Beautifully written story about five members of a strict Mormon family as they struggle with the death of the four-year old daughter, Issy. Extending far beyond your typical grief story, each family member wrestles with competing urges and goals — what it means to be a good person, the boundary between faith and thinking for themselves, and their relationships with each other, the community, and the church.

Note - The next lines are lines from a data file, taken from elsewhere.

use std::fmt::{Display, Formatter};
use std::{ops::Deref, str::FromStr};

use mongodb::bson::{doc, oid::ObjectId, Document};
use rocket::{
    http::{
        impl_from_uri_param_identity,
        uri::fmt::{Path, UriDisplay},
    },
    request::FromParam,
};
use serde::{Deserialize, Serialize};

/// A MongoDB object ID. Used for voters, candidates, and ledger entries alike.
#[derive(Debug, Clone, Copy, Hash, PartialEq, Eq, PartialOrd, Ord, Serialize, Deserialize)]
pub struct Id(ObjectId);

impl Id {
    /// Generate a fresh, unique ID.
    pub fn new() -> Self {
        Self(ObjectId::new())
    }

    /// A filter document matching exactly this ID.
    pub fn as_doc(&self) -> Document {
        doc! { "_id": self.0 }
    }
}

impl Default for Id {
    fn default() -> Self {
        Self::new()
    }
}

impl Deref for Id {
    type Target = ObjectId;

    fn deref(&self) -> &Self::Target {
        &self.0
    }
}

impl Display for Id {
    fn fmt(&self, f: &mut Formatter<'_>) -> std::fmt::Result {
        write!(f, "{}", self.0.to_hex())
    }
}

impl FromStr for Id {
    type Err = mongodb::bson::oid::Error;

    fn from_str(s: &str) -> Result<Self, Self::Err> {
        Ok(Self(s.parse::<ObjectId>()?))
    }
}

impl From<ObjectId> for Id {
    fn from(id: ObjectId) -> Self {
        Self(id)
    }
}

impl<'a> FromParam<'a> for Id {
    type Error = mongodb::bson::oid::Error;

    fn from_param(param: &'a str) -> Result<Self, Self::Error> {
        param.parse::<Id>()
    }
}

impl UriDisplay<Path> for Id {
    fn fmt(&self, formatter: &mut rocket::http::uri::fmt::Formatter<'_, Path>) -> std::fmt::Result {
        formatter.write_value(self.to_string())
    }
}

impl_from_uri_param_identity!([Path] Id);

/// (De)serialize an optional `chrono` datetime as an optional BSON datetime,
/// so that it can be sorted and compared inside the database.
pub mod optional_datetime {
    use chrono::{DateTime, Utc};
    use mongodb::bson::DateTime as BsonDateTime;
    use serde::{Deserialize, Deserializer, Serialize, Serializer};

    pub fn serialize<S>(value: &Option<DateTime<Utc>>, serializer: S) -> Result<S::Ok, S::Error>
    where
        S: Serializer,
    {
        value.map(BsonDateTime::from_chrono).serialize(serializer)
    }

    pub fn deserialize<'de, D>(deserializer: D) -> Result<Option<DateTime<Utc>>, D::Error>
    where
        D: Deserializer<'de>,
    {
        Ok(Option::<BsonDateTime>::deserialize(deserializer)?.map(BsonDateTime::to_chrono))
    }
}
use chrono::{DateTime, Utc};
use serde::{Deserialize, Serialize};

use crate::ledger::{
    chain::{ChainLink, ChainVerification, EntryHash},
    store::ChainBounds,
};
use crate::model::{db::LedgerEntry, mongodb::Id};

use super::ApiId;

/// A ledger entry as shown to auditors: its place in the chain, without the
/// candidate it was cast for.
#[derive(Debug, Clone, PartialEq, Eq, Serialize, Deserialize)]
pub struct ChainLinkDesc {
    pub id: ApiId,
    pub entry_hash: EntryHash,
    pub prev_hash: EntryHash,
    pub created_at: DateTime<Utc>,
    pub audit_flag: bool,
    pub audited_at: Option<DateTime<Utc>>,
}

impl From<LedgerEntry> for ChainLinkDesc {
    fn from(entry: LedgerEntry) -> Self {
        Self {
            id: entry.id.into(),
            entry_hash: entry.entry.entry_hash,
            prev_hash: entry.entry.prev_hash,
            created_at: entry.entry.created_at,
            audit_flag: entry.entry.audit_flag,
            audited_at: entry.entry.audited_at,
        }
    }
}

impl ChainLink for ChainLinkDesc {
    fn link_id(&self) -> Id {
        *self.id
    }

    fn entry_hash(&self) -> &EntryHash {
        &self.entry_hash
    }

    fn prev_hash(&self) -> &EntryHash {
        &self.prev_hash
    }
}

/// Where a chain walk failed.
#[derive(Debug, Clone, PartialEq, Eq, Serialize, Deserialize)]
pub struct ChainFailureDesc {
    /// "invalid genesis" or "broken link".
    pub reason: String,
    pub entry_id: ApiId,
    pub previous_entry_id: Option<ApiId>,
}

/// The verdict of a chain walk.
#[derive(Debug, Clone, PartialEq, Eq, Serialize, Deserialize)]
pub struct ChainVerificationDesc {
    pub is_valid: bool,
    pub verified_count: u64,
    pub total_entries: u64,
    pub failure: Option<ChainFailureDesc>,
}

impl From<ChainVerification> for ChainVerificationDesc {
    fn from(verification: ChainVerification) -> Self {
        Self {
            is_valid: verification.is_valid(),
            verified_count: verification.verified_count,
            total_entries: verification.total_entries,
            failure: verification.failure.map(|failure| ChainFailureDesc {
                reason: failure.reason().to_string(),
                entry_id: failure.entry_id().into(),
                previous_entry_id: failure.previous_entry_id().map(ApiId::from),
            }),
        }
    }
}

/// Votes received by one candidate.
#[derive(Debug, Clone, PartialEq, Eq, Serialize, Deserialize)]
pub struct VoteCountDesc {
    pub candidate_id: ApiId,
    /// `None` if the candidate is no longer in the directory.
    pub name: Option<String>,
    pub party: Option<String>,
    pub votes: u64,
}

/// Size and pace of the ledger.
#[derive(Debug, Clone, PartialEq, Serialize, Deserialize)]
pub struct ChainHealth {
    pub total_entries: u64,
    pub first_entry_at: Option<DateTime<Utc>>,
    pub last_entry_at: Option<DateTime<Utc>>,
    /// Average rate between the first and last entry. Zero until the ledger
    /// spans a measurable amount of time.
    pub votes_per_hour: f64,
}

impl From<ChainBounds> for ChainHealth {
    fn from(bounds: ChainBounds) -> Self {
        let votes_per_hour = match (bounds.first_entry_at, bounds.last_entry_at) {
            (Some(first), Some(last)) if last > first => {
                let hours = (last - first).num_milliseconds() as f64 / 3_600_000.0;
                bounds.total_entries as f64 / hours
            }
            _ => 0.0,
        };
        Self {
            total_entries: bounds.total_entries,
            first_entry_at: bounds.first_entry_at,
            last_entry_at: bounds.last_entry_at,
            votes_per_hour,
        }
    }
}

/// Overall system status for operators.
#[derive(Debug, Clone, PartialEq, Serialize, Deserialize)]
pub struct ChainStatus {
    pub verification: ChainVerificationDesc,
    pub health: ChainHealth,
}

/// A point-in-time integrity report, attributed to the auditor who requested it.
#[derive(Debug, Clone, PartialEq, Serialize, Deserialize)]
pub struct IntegrityReport {
    pub generated_at: DateTime<Utc>,
    pub generated_by: ApiId,
    pub verification: ChainVerificationDesc,
    pub health: ChainHealth,
    pub vote_distribution: Vec<VoteCountDesc>,
}

/// The complete chain, in chain order, for offline verification.
#[derive(Debug, Clone, PartialEq, Eq, Serialize, Deserialize)]
pub struct ChainExport {
    pub exported_at: DateTime<Utc>,
    pub entries: Vec<ChainLinkDesc>,
}
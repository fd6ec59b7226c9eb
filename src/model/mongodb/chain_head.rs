use mongodb::{
    bson::doc,
    error::Error as DbError,
    options::{FindOneAndUpdateOptions, FindOneOptions, ReturnDocument, UpdateOptions},
    ClientSession,
};
use serde::{Deserialize, Serialize};

use crate::model::db::LedgerEntry;

use super::Coll;

/// ID of the single head document.
pub const CHAIN_HEAD_ID: &str = "head";

/// The chain's write point. Every casting transaction increments it, so two
/// transactions that overlap always write-conflict on this document.
#[derive(Debug, Clone, Serialize, Deserialize)]
pub struct ChainHead {
    #[serde(rename = "_id")]
    pub id: String,
    /// Sequence number the next entry will receive.
    pub next_sequence: u64,
}

impl ChainHead {
    /// Atomically reserve the next sequence number within `session`'s transaction.
    pub async fn claim_next(
        heads: &Coll<ChainHead>,
        session: &mut ClientSession,
    ) -> Result<u64, DbError> {
        let update = doc! {
            "$inc": { "next_sequence": 1_i64 }
        };
        let options = FindOneAndUpdateOptions::builder()
            .return_document(ReturnDocument::Before)
            .upsert(true)
            .build();
        let head = heads
            .find_one_and_update_with_session(
                doc! { "_id": CHAIN_HEAD_ID },
                update,
                options,
                session,
            )
            .await?;
        // An upsert returns nothing and starts the count at 1.
        Ok(head.map_or(0, |head| head.next_sequence))
    }
}

/// Ensure the head document exists and is ahead of every stored entry.
///
/// This operation is idempotent.
pub async fn ensure_chain_head_exists(
    heads: &Coll<ChainHead>,
    entries: &Coll<LedgerEntry>,
) -> Result<(), DbError> {
    let options = FindOneOptions::builder()
        .sort(doc! { "sequence": -1 })
        .build();
    let next_sequence = entries
        .find_one(None, options)
        .await?
        .map_or(0, |entry| entry.sequence + 1);
    let next_sequence = i64::try_from(next_sequence).unwrap_or(i64::MAX);

    let update = doc! {
        "$max": { "next_sequence": next_sequence }
    };
    let options = UpdateOptions::builder().upsert(true).build();
    heads
        .update_one(doc! { "_id": CHAIN_HEAD_ID }, update, options)
        .await?;
    Ok(())
}
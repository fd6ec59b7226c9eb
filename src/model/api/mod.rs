//! API-compatible types.
//!
//! The types in this module are serialised in an API-friendly way, e.g.:
//!
//! - IDs are serialised as hex strings.
//! - Datetimes are serialised as RFC 3339 strings.
//! - Entry hashes are serialised as lowercase hex.

pub mod auth;
pub mod candidate;
pub mod chain;
pub mod pagination;
pub mod vote;

mod id;

pub use id::ApiId;
use proc_macro::TokenStream;
use proc_macro2::{Span, TokenStream as TokenStream2};
use quote::{format_ident, quote};
use syn::{parse_macro_input, spanned::Spanned, FnArg, ItemFn, Pat, Signature, Type};

/// Transform an asynchronous test into a synchronous one running against a
/// fresh in-memory ledger, and inject dependencies.
///
/// Injectable dependencies are [`rocket::local::asynchronous::Client`] and
/// `crate::ledger::VoteLedger`. The injected ledger is the one managed by the
/// client's Rocket instance, so writes through either are visible to both.
#[proc_macro_attribute]
pub fn backend_test(args: TokenStream, input: TokenStream) -> TokenStream {
    if !args.is_empty() {
        return syn::Error::new(Span::call_site(), "`backend_test` takes no arguments")
            .into_compile_error()
            .into();
    }

    let mut item_fn = parse_macro_input!(input as ItemFn);

    // Extract the parameters to inject and reject invalid function signatures.
    let test_args = match check_sig(item_fn.sig.clone()) {
        Ok(args) => args,
        Err(err) => {
            return err.into_compile_error().into();
        }
    };

    // Rename the future so the test can have its original name.
    let name = item_fn.sig.ident.clone();
    let new_name = format_ident!("{}_fut", name);
    item_fn.sig.ident = new_name.clone();

    // Rewrite the test function.
    quote! {
        #[test]
        fn #name() {
            /// Test setup.
            async fn setup() -> (rocket::local::asynchronous::Client, crate::ledger::VoteLedger) {
                let ledger = crate::ledger::VoteLedger::in_memory();
                let rocket_client = rocket::local::asynchronous::Client::tracked(crate::rocket_for_ledger(ledger.clone()))
                    .await
                    .unwrap();
                (rocket_client, ledger)
            }

            /// The test itself.
            #item_fn

            // Several worker threads, so tests can race requests against each other.
            let runtime = rocket::tokio::runtime::Builder::new_multi_thread()
                .thread_name("rocket-worker-test-thread")
                .worker_threads(2)
                .enable_all()
                .build()
                .unwrap();

            runtime.block_on(async {
                #[allow(unused_variables)]
                let (rocket_client, ledger) = setup().await;
                #new_name(#(#test_args),*).await
            });
        }
    }
    .into()
}

/// Ensure the wrapped test is async, extract parameters to inject, and reject unknown parameters.
fn check_sig(sig: Signature) -> Result<Vec<TokenStream2>, syn::Error> {
    if sig.asyncness.is_none() {
        return Err(syn::Error::new(sig.span(), "Test must be marked `async`"));
    }

    let mut has_client = false;
    let mut has_ledger = false;
    let mut args = vec![];

    for input in &sig.inputs {
        if let FnArg::Typed(pat_type) = input {
            if let (Pat::Ident(_), Type::Path(type_path)) = (&*pat_type.pat, &*pat_type.ty) {
                // Valid as the last path segment for any type is itself.
                let type_ident = type_path.path.segments.last().map(|s| &s.ident);
                match type_ident {
                    Some(ident) if ident == "Client" => {
                        if has_client {
                            return Err(syn::Error::new(
                                input.span(),
                                "Test cannot accept more than one `rocket::local::asynchronous::Client`",
                            ));
                        }
                        has_client = true;
                        args.push(quote! { rocket_client });
                        continue;
                    }
                    Some(ident) if ident == "VoteLedger" => {
                        if has_ledger {
                            return Err(syn::Error::new(
                                input.span(),
                                "Test cannot accept more than one `VoteLedger`",
                            ));
                        }
                        has_ledger = true;
                        args.push(quote! { ledger.clone() });
                        continue;
                    }
                    _ => {}
                }
            }
        }

        return Err(syn::Error::new(
            input.span(),
            "Expected one of `client_ident: Client` or `ledger_ident: VoteLedger`",
        ));
    }

    Ok(args)
}
use thiserror::Error;

use crate::ledger::store::StoreError;
use crate::model::mongodb::Id;

/// Why a vote was not recorded.
#[derive(Debug, Error)]
pub enum VoteError {
    #[error("No voter record exists for this account")]
    NotRegistered,
    #[error("Voter has not been verified")]
    NotVerified,
    #[error("Voter has already voted")]
    AlreadyVoted,
    #[error("Candidate {0} not found")]
    CandidateNotFound(Id),
    /// Nothing was written; the same request may be sent again.
    #[error("Vote could not be recorded, please retry: {0}")]
    VoteCastFailed(#[from] StoreError),
}

impl VoteError {
    /// Is it safe and sensible for the caller to send the same request again?
    pub fn is_retryable(&self) -> bool {
        matches!(self, Self::VoteCastFailed(_))
    }
}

Ian is a bishop within the church. While I personally found him too sanctimonious for my taste, he (like most humans on this planet) is a complicated man trying to do his best — based on a firm belief in the foundations and practices of the church. Claire is a willing convert to Mormonism but is angry at God and is simply unable to keep going. Zippy (16) struggles with her attraction to a boy in light of the very strict teachings on the role for women; Alma (14) grapples with his belief and guilt over an (as yet to be detected) infraction; Jacob (7) just misses Issy and is working on using the Church’s teachings to resurrect her — confused between what is possible in religious stories and what is possible in everyday life.

For me it was not an attractive view of Mormonism, but then I am not very religious and am unhappy about people telling me what to do based on my gender :-). The characters are presented realistically, some offering comfort based on faith and others offering censure, and while I would bristle on the constraints on women, many of the characters appeared perfectly happy in their lives. Like one of my favorite books — A Place For Us — this book offers an inside view of another culture.

Some good quotes:
“I know something about being good. If you’re good and you get lost, someone you love comes and finds you.”

“It feels as if her hopes are leaking from a small perforation between her lungs, and although each escaping wish is small and ordinary — for Dad to think before he speaks, for Mum to get out of bed in the mornings, for Adam to serve a mission — the hurt as they trickle away is considerable.”

“Dad stops and she thinks she’s done enough, but he’s too wound up so intent on being right, that he’s forgetting to be kind.”

“Girls need to be careful — you like him; you love him; you let him; you lose him — that’s what happens.”

“He keeps talking but Claire can’t keep up with his words, she can’t catch them, they’re flying past her ears like tiny birds, fluttering to the open door and out into the hospital corridor. He has made Issy’s recovery contingent on her faith and she doesn’t know how she will ever forgive him.”